[SUPPLIED ENTRIES Boundary: Start]

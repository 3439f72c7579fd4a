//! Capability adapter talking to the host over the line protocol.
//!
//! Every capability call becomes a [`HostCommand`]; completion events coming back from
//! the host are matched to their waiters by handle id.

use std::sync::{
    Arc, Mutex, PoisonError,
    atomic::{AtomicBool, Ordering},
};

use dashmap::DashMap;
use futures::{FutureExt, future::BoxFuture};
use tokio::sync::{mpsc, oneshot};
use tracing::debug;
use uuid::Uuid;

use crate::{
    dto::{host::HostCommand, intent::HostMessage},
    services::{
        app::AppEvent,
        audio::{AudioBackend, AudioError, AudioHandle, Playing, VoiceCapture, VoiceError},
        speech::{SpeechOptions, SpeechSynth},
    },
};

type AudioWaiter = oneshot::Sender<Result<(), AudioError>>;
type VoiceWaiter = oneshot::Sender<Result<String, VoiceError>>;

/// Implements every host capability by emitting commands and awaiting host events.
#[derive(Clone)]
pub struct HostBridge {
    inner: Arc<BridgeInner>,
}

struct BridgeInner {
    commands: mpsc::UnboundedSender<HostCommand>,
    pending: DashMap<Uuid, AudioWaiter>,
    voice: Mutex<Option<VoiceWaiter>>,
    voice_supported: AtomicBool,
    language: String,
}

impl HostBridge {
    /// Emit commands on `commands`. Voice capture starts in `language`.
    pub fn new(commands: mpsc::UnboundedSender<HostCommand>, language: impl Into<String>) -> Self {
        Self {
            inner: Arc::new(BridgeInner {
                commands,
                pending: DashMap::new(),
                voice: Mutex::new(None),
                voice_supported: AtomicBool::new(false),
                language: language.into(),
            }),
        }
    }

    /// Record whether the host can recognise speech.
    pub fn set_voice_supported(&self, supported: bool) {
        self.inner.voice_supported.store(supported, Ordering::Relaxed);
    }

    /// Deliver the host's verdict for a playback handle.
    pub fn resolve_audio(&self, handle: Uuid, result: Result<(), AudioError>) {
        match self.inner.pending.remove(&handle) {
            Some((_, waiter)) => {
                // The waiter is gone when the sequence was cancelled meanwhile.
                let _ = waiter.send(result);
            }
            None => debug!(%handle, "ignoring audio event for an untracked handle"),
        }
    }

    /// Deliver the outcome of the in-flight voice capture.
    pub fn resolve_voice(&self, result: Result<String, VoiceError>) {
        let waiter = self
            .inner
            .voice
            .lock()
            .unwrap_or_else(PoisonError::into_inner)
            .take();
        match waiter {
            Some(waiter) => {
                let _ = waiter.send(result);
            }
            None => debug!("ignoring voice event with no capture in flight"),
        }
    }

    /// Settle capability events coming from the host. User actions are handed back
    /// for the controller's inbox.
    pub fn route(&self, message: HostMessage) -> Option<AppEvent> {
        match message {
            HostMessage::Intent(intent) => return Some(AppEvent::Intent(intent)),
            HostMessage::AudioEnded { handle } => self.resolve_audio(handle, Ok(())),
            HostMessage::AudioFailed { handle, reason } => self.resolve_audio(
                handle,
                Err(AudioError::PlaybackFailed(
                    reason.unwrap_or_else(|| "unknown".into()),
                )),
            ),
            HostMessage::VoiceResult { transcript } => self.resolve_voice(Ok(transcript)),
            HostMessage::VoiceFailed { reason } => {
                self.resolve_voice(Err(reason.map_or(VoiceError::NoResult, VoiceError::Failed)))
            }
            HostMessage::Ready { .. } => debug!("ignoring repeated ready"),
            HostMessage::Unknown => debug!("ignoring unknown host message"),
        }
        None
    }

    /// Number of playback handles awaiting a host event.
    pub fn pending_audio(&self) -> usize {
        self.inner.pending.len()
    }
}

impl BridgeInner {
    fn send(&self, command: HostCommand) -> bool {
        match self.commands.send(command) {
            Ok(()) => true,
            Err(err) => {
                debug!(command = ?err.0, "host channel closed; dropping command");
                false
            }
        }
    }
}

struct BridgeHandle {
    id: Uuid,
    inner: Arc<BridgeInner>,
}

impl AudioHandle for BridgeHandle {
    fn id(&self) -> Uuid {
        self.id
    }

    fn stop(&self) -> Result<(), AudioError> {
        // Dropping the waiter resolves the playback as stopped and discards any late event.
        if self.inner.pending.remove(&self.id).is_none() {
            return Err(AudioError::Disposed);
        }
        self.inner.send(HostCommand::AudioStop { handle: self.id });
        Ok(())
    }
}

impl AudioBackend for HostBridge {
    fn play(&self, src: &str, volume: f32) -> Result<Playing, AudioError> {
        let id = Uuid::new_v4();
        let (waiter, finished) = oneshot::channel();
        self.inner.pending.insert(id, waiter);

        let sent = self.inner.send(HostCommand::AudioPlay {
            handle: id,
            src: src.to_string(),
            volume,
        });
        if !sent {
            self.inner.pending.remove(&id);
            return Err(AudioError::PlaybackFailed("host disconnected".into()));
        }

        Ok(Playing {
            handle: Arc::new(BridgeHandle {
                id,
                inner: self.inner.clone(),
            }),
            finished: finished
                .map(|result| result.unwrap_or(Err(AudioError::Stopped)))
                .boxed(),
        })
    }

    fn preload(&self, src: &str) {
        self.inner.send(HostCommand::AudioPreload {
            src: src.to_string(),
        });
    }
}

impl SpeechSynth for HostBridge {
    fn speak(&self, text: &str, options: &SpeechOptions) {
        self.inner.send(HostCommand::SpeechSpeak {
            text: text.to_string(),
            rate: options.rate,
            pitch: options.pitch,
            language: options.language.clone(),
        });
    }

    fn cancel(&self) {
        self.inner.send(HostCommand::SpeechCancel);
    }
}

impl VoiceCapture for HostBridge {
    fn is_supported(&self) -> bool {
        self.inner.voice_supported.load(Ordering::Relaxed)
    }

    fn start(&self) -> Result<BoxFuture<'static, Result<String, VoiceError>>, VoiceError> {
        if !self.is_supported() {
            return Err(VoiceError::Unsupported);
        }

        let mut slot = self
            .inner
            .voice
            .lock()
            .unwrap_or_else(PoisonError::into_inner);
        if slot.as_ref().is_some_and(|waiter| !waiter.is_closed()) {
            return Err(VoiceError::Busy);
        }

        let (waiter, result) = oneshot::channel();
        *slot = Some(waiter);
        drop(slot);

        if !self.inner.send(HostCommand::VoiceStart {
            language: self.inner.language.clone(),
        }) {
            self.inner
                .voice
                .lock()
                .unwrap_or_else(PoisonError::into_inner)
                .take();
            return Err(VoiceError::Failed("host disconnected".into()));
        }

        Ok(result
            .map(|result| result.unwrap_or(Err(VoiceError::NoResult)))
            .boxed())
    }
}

[SUPPLIED ENTRIES Boundary: End]
[SUPPLIED ENTRIES Boundary: Start]

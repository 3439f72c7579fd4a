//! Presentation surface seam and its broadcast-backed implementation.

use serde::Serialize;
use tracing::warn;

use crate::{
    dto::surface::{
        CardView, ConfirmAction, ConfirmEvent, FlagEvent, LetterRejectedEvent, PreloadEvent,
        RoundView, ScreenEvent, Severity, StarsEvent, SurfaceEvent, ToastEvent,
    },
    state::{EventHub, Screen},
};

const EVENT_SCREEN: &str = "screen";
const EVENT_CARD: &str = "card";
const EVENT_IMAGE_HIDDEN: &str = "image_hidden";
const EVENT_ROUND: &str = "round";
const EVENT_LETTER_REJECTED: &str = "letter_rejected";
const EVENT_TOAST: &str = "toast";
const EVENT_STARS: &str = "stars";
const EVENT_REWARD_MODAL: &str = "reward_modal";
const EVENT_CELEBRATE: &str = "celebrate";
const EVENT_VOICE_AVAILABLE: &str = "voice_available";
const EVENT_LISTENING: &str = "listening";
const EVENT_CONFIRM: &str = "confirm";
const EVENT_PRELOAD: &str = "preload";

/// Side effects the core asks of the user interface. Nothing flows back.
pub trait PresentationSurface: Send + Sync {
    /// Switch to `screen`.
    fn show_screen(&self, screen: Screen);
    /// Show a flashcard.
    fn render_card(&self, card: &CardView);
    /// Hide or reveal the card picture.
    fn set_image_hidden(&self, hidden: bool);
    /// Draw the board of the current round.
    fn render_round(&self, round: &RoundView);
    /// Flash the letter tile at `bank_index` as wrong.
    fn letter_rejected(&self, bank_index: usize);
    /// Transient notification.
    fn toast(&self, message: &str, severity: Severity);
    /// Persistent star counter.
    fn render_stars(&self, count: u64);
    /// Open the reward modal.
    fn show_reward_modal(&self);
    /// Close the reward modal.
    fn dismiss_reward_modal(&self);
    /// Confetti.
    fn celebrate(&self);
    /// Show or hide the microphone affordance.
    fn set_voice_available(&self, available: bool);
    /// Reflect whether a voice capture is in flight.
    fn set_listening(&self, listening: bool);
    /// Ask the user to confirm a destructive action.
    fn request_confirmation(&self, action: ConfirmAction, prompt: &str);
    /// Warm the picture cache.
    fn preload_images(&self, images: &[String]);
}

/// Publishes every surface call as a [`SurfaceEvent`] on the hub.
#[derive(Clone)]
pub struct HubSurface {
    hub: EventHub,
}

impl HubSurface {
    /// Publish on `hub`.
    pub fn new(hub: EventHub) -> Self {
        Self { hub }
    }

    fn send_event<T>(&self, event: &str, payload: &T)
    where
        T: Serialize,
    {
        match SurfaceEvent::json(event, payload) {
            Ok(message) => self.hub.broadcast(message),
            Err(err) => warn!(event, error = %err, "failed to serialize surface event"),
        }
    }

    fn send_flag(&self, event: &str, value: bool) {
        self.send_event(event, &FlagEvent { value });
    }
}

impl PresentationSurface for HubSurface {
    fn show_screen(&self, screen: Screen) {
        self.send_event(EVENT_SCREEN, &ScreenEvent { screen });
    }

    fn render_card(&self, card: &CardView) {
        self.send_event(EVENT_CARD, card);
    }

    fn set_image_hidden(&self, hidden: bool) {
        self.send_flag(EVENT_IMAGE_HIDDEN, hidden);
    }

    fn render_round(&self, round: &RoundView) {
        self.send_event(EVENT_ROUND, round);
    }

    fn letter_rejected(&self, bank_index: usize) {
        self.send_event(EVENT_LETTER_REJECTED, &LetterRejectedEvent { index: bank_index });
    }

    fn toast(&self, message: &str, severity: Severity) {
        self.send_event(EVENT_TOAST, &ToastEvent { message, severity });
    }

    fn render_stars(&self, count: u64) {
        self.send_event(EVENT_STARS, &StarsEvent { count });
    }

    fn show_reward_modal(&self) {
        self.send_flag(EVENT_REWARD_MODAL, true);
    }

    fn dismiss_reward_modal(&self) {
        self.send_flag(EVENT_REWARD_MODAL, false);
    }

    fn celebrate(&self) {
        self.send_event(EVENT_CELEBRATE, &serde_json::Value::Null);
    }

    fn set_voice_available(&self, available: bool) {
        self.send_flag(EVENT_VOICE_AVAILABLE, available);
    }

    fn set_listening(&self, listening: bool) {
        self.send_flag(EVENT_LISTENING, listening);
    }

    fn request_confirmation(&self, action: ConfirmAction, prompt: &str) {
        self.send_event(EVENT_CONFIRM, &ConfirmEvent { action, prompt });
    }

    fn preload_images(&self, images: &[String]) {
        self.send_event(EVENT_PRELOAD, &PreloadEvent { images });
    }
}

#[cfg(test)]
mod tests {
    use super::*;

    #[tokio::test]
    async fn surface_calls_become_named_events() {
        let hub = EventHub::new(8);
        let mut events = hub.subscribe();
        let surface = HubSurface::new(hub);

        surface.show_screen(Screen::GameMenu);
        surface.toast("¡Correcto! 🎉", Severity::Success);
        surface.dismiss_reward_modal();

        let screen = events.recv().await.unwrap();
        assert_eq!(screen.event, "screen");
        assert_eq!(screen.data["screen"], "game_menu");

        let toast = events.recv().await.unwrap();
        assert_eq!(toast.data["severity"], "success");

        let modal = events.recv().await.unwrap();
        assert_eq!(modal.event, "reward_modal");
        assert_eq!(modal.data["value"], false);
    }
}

[SUPPLIED ENTRIES Boundary: End]
[SUPPLIED ENTRIES Boundary: Start]

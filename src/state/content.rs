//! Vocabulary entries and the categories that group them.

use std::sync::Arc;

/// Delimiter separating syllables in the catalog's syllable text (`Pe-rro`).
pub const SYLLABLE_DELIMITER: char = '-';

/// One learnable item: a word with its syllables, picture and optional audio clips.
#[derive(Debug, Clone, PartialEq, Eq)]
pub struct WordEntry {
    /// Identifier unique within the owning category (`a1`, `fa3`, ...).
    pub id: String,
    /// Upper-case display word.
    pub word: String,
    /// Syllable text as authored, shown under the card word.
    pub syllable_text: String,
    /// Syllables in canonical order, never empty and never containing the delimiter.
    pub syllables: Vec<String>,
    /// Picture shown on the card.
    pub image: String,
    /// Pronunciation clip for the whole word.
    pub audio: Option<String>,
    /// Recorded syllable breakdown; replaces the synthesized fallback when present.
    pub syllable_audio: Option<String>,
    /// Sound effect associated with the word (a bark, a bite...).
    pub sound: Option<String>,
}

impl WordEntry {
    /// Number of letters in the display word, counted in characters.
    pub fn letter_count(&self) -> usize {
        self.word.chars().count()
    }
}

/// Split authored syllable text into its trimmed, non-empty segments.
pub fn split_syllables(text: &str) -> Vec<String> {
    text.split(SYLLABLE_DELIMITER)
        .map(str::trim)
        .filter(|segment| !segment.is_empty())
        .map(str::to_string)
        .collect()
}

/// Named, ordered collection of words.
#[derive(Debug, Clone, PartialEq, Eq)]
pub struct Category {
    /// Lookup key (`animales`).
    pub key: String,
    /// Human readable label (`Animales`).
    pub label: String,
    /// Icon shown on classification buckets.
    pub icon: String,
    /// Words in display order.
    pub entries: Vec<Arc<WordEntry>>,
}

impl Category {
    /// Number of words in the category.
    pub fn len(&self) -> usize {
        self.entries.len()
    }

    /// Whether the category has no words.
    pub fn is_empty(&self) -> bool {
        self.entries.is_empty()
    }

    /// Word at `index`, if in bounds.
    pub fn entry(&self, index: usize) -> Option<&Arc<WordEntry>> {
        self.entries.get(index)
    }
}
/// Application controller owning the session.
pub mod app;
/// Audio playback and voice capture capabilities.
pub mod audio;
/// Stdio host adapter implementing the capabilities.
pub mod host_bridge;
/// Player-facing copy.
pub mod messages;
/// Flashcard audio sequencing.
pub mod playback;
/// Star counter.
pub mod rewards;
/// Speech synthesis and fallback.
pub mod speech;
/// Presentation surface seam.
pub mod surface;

[SUPPLIED ENTRIES Boundary: End]

Taking the entries above, restate exactly those lines that fall between the line with "pub mod messages;" and the line with "pub mod surface;", keeping both of those lines too.

SOLUTION.
pub mod messages;
/// Flashcard audio sequencing.
pub mod playback;
/// Star counter.
pub mod rewards;
/// Speech synthesis and fallback.
pub mod speech;
/// Presentation surface seam.
pub mod surface;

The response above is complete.